UNDERSTANDING THE DIFFERENT percentages can still be confusing, especially what might be going on in that .3 percent that is unique to Neandertals, portions of which we carry within us. To nail this down better, I turned to molecular anthropologist Theodore G. Schurr at the University of Pennsylvania, who works on dozens of human ancestry projects around the world and is as deeply trained in the four fields of anthropology as he is in genetics and molecular biology. His broad experience and open manner made it easy for me to ask seemingly basic questions. We met in his office in Philadelphia at an opportune lull between his field projects in the Old and New Worlds that take the study of turnovers and migrations to the widest possible scope.
“The science now estimates that modern humans share 99.7 percent of our DNA with Neandertals,” I began, “and it also says we got about 1 to 4 percent of our DNA from them. Does that mean that it is this remaining 0.3 percent that is unique to Neandertals where we received our 1 to 4 percent?” (We talked before 1.5–2.1 percent became the more recent revised estimate.)
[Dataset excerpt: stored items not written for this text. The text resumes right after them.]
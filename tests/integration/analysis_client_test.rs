//! Integration tests for the analysis service client against a mock server.

use std::time::Duration;

use bioscope::analysis::{AnalysisClient, AnalysisError, HealthDataPayload, ScoreKind};
use chrono::NaiveDate;
use httpmock::prelude::*;
use serde_json::json;

fn date() -> NaiveDate {
    NaiveDate::from_ymd_opt(2025, 2, 18).unwrap()
}

fn client_for(server: &MockServer) -> AnalysisClient {
    AnalysisClient::with_base_url(&server.base_url(), Duration::from_secs(5)).unwrap()
}

/// Serve one level for a score kind on the test date.
async fn mock_level<'a>(
    server: &'a MockServer,
    kind: &str,
    status: u16,
    body: serde_json::Value,
) -> httpmock::Mock<'a> {
    let path = format!("/metrics/{}", kind);
    server
        .mock_async(|when, then| {
            when.method(GET).path(path).query_param("date", "2025-02-18");
            then.status(status).json_body(body);
        })
        .await
}

#[tokio::test]
async fn test_fetch_scores() {
    let server = MockServer::start_async().await;
    let estrogen = mock_level(&server, "estrogen", 200, json!({"estrogen_Level": 61.2})).await;
    let cortisol = mock_level(&server, "cortisol", 200, json!({"cortisol_Level": 12.5})).await;
    let immunity = mock_level(&server, "immunity", 200, json!({"immunity_Level": 78.0})).await;
    let client = client_for(&server);

    let scores = client.fetch_scores(date()).await.unwrap().unwrap();
    assert_eq!(scores.get(ScoreKind::Estrogen), 61.2);
    assert_eq!(scores.cortisol, 12.5);
    assert_eq!(scores.immunity, 78.0);

    estrogen.assert_hits_async(1).await;
    cortisol.assert_hits_async(1).await;
    immunity.assert_hits_async(1).await;
}

#[tokio::test]
async fn test_immunity_score_key_accepted() {
    let server = MockServer::start_async().await;
    let immunity = mock_level(&server, "immunity", 200, json!({"immunity_Score": 64.0})).await;
    let client = client_for(&server);

    let level = client.fetch_level(ScoreKind::Immunity, date()).await.unwrap();
    assert_eq!(level, Some(64.0));
    immunity.assert_hits_async(1).await;
}

#[tokio::test]
async fn test_missing_kind_makes_date_empty() {
    let server = MockServer::start_async().await;
    mock_level(&server, "estrogen", 200, json!({"estrogen_Level": 61.2})).await;
    mock_level(&server, "cortisol", 404, json!({"detail": "not found"})).await;
    mock_level(&server, "immunity", 200, json!({"immunity_Level": 78.0})).await;
    let client = client_for(&server);

    assert_eq!(client.fetch_scores(date()).await.unwrap(), None);
}

#[tokio::test]
async fn test_insufficient_data_marker() {
    let server = MockServer::start_async().await;
    mock_level(&server, "estrogen", 200, json!({"estrogen_Level": "データ不足"})).await;
    let client = client_for(&server);

    let level = client.fetch_level(ScoreKind::Estrogen, date()).await.unwrap();
    assert_eq!(level, None);
}

#[tokio::test]
async fn test_server_error() {
    let server = MockServer::start_async().await;
    server
        .mock_async(|when, then| {
            when.method(GET);
            then.status(503);
        })
        .await;
    let client = client_for(&server);

    let err = client.fetch_scores(date()).await.unwrap_err();
    assert!(matches!(err, AnalysisError::Server { status: 503 }));
    assert!(err.is_retryable());
}

#[tokio::test]
async fn test_submit_payload() {
    let server = MockServer::start_async().await;
    let upload = server
        .mock_async(|when, then| {
            when.method(POST).path("/healthdata").json_body(json!({
                "user_id": "user_001",
                "date": "2025-02-18",
                "steps": 8100.0,
                "source_type": "direct"
            }));
            then.status(200).json_body(json!({"status": "ok"}));
        })
        .await;
    let client = client_for(&server);

    let payload = HealthDataPayload::new("user_001", date())
        .with_field("steps", 8100.0)
        .with_field("source_type", "direct");
    client.submit(&payload).await.unwrap();

    upload.assert_hits_async(1).await;
}

#[tokio::test]
async fn test_submit_rejected() {
    let server = MockServer::start_async().await;
    server
        .mock_async(|when, then| {
            when.method(POST).path("/healthdata");
            then.status(422).json_body(json!({"detail": "bad"}));
        })
        .await;
    let client = client_for(&server);

    let err = client
        .submit(&HealthDataPayload::new("user_001", date()))
        .await
        .unwrap_err();
    assert!(matches!(err, AnalysisError::Rejected { status: 422 }));
}

#[tokio::test]
async fn test_connection_refused_is_network_error() {
    let client =
        AnalysisClient::with_base_url("http://127.0.0.1:9", Duration::from_secs(2)).unwrap();
    let err = client.fetch_level(ScoreKind::Cortisol, date()).await.unwrap_err();
    assert!(matches!(err, AnalysisError::Network(_)));
}
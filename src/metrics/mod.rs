//! Metrics module for the biometric catalog and aggregation.

pub mod aggregation;
pub mod catalog;
pub mod types;

pub use aggregation::MetricAggregator;
pub use catalog::{AggregationPolicy, CatalogEntry, FormatRule, MetricCatalog, MetricId};
pub use types::{AggregationError, MetricSnapshot, Outcome, Reading, TimeWindow};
“In a basic sense, what this means is we are far more like Neandertals than we are any other hominids that we know of so far. We’re closer to Neandertals than we are to Denisovans, in terms of sharing some large component of our genome. And we’re certainly closer to any of the Denisovans and Neandertals than we are to the chimpanzees—which represents not our common ancestry with chimps, but an entirely different lineage, which extended from a common ancestor six, or seven, or eight million years ago. Each lineage is the result of a long process.”
“So the 99.7 percent that we share with Neandertals is our common . . .”
“Our common genetic makeup or ancestral stock, if you will,” he said.
“And that remaining 0.3 percent? Is that where they diverged separate from us, in their own unique genetic expression?”
“That’s right.”
“And that’s where we’re getting that 1 to 4 percent [1.5–2.1 percent], from interbreeding?”
“Yes, that’s right,” he said. “There are different models for this but essentially, in a basic sense, you have a common archaic form, whether it’s heidelbergensis or whatever [erectus/ergaster/antecessor, for instance], out of which you have both Neandertals and modern humans arising. The Neandertal branch somehow makes its way into Europe and it begins to diverge from that which existed in Africa, from which modern humans came. So there’s still hundreds of thousands of years of time that separate those lineages back to when they had a common stock. That six hundred thousand years or whatever amount of time that goes on is when you have a divergence of those two forms so that you can distinguish their makeup—Neandertal-specific markers and modern human–specific markers—so when they come together later to mix, you get hybridization.” So we parted ways for a while but then came back, each different for that separation, and met up and were still able to get it on and have some viable offspring.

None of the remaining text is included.